------ Record excerpts ------
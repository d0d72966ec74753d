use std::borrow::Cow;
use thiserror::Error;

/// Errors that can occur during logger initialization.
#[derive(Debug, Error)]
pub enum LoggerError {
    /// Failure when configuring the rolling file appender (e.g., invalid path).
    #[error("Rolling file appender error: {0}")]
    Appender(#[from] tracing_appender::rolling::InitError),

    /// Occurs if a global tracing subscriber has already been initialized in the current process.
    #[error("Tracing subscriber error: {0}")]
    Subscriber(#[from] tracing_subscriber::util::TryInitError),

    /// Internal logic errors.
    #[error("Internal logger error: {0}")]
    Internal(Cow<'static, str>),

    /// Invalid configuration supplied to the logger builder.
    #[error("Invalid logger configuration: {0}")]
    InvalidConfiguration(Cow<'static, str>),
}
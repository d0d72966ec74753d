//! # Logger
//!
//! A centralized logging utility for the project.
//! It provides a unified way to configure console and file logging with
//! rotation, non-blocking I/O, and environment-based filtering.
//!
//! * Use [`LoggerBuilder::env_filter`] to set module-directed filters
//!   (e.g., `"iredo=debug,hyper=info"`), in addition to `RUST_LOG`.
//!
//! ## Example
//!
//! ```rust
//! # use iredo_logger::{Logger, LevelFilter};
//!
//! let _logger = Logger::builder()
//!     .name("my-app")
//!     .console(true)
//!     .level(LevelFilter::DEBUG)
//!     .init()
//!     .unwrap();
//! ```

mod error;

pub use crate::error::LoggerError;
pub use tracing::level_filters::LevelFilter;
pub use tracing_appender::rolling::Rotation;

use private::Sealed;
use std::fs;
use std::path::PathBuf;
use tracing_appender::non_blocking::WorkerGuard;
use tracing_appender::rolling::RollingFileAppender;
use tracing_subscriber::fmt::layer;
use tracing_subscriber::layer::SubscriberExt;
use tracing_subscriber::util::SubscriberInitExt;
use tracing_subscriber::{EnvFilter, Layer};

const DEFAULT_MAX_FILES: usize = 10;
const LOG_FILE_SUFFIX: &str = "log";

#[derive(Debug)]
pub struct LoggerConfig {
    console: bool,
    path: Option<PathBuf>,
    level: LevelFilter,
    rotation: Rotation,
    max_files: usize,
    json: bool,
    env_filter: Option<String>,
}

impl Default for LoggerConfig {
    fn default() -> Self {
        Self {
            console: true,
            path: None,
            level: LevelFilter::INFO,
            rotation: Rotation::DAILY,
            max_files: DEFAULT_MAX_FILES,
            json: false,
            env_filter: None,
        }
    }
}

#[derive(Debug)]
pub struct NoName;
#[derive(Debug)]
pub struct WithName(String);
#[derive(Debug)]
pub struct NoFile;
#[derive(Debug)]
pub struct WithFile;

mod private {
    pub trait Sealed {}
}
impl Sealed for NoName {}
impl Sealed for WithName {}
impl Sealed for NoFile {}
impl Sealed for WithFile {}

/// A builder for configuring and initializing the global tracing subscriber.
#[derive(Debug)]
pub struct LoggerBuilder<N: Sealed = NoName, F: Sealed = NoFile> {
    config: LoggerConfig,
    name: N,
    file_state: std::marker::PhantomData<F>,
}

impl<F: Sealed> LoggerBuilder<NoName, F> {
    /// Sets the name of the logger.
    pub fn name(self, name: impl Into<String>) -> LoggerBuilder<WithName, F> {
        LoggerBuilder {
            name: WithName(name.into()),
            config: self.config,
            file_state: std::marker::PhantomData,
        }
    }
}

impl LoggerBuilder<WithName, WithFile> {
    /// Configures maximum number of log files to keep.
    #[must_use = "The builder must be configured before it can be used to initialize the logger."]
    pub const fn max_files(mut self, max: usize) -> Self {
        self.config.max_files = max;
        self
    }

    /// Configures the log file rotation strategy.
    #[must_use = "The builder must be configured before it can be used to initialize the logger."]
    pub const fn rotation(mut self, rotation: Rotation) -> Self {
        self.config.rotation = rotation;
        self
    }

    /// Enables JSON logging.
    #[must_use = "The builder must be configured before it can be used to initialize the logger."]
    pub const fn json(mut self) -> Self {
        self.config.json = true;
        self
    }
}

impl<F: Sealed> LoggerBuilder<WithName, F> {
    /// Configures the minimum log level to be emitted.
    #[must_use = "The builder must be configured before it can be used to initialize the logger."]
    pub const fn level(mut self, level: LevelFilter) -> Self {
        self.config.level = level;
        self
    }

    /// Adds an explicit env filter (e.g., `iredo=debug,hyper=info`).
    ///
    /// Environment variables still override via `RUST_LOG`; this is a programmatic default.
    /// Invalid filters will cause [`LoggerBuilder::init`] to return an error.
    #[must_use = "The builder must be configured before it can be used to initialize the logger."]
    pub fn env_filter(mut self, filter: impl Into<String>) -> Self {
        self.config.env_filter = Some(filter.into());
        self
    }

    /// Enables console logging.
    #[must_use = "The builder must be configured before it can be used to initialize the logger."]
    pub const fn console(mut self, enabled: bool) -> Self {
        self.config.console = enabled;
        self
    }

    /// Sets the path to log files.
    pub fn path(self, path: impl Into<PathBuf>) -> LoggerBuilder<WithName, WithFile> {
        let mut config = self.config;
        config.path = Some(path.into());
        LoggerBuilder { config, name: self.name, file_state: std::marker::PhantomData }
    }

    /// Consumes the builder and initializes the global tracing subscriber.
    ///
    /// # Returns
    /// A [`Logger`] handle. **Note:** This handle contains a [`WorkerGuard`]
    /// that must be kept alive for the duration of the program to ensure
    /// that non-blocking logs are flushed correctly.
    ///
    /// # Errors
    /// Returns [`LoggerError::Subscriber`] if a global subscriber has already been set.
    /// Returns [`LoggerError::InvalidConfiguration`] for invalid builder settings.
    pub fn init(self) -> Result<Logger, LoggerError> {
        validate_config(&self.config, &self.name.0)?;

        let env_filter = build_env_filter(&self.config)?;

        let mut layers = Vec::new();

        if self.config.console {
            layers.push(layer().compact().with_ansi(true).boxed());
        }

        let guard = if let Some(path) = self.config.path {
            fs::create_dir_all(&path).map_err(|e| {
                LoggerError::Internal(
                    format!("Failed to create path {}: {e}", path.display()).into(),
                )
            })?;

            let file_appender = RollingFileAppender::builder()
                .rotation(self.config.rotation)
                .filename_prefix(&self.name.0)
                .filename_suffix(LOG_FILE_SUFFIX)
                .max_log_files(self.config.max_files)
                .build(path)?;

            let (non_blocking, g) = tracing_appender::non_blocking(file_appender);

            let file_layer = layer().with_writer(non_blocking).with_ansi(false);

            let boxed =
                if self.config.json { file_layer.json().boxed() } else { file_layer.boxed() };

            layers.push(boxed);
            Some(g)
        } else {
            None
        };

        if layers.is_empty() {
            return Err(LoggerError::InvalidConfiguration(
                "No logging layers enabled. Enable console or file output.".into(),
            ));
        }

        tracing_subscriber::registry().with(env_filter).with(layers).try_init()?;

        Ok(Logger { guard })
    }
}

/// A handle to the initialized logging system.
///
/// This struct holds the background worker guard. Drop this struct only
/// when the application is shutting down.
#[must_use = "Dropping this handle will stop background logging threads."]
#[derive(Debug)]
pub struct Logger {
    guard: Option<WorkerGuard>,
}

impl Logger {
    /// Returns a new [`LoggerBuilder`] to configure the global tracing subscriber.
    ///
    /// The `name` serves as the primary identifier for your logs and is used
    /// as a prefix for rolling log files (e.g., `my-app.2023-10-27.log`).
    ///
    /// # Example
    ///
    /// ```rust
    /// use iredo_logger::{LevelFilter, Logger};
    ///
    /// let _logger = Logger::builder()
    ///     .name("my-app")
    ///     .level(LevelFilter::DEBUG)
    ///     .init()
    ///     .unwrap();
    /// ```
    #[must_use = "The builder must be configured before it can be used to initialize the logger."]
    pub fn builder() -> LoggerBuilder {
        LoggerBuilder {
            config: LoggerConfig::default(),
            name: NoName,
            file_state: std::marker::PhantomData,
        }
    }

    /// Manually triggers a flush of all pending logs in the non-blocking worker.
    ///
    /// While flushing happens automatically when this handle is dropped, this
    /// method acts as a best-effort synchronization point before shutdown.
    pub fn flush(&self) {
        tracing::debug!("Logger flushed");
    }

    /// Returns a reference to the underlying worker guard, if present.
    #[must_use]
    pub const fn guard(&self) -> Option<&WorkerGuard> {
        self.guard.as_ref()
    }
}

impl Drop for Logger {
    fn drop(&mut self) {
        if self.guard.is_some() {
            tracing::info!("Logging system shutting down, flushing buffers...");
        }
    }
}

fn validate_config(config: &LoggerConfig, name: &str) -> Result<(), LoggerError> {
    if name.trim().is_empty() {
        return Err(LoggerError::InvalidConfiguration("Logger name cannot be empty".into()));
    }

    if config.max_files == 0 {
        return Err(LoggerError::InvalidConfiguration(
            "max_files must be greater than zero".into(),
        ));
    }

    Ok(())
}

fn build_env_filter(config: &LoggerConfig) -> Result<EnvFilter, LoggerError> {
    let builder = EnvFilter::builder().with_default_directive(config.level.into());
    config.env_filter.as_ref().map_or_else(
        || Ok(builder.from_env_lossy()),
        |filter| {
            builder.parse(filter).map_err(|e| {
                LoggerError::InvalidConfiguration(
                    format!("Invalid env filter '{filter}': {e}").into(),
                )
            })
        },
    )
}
------
The reply is a bare number: how many lines above include "Sets".

* _Written response_
2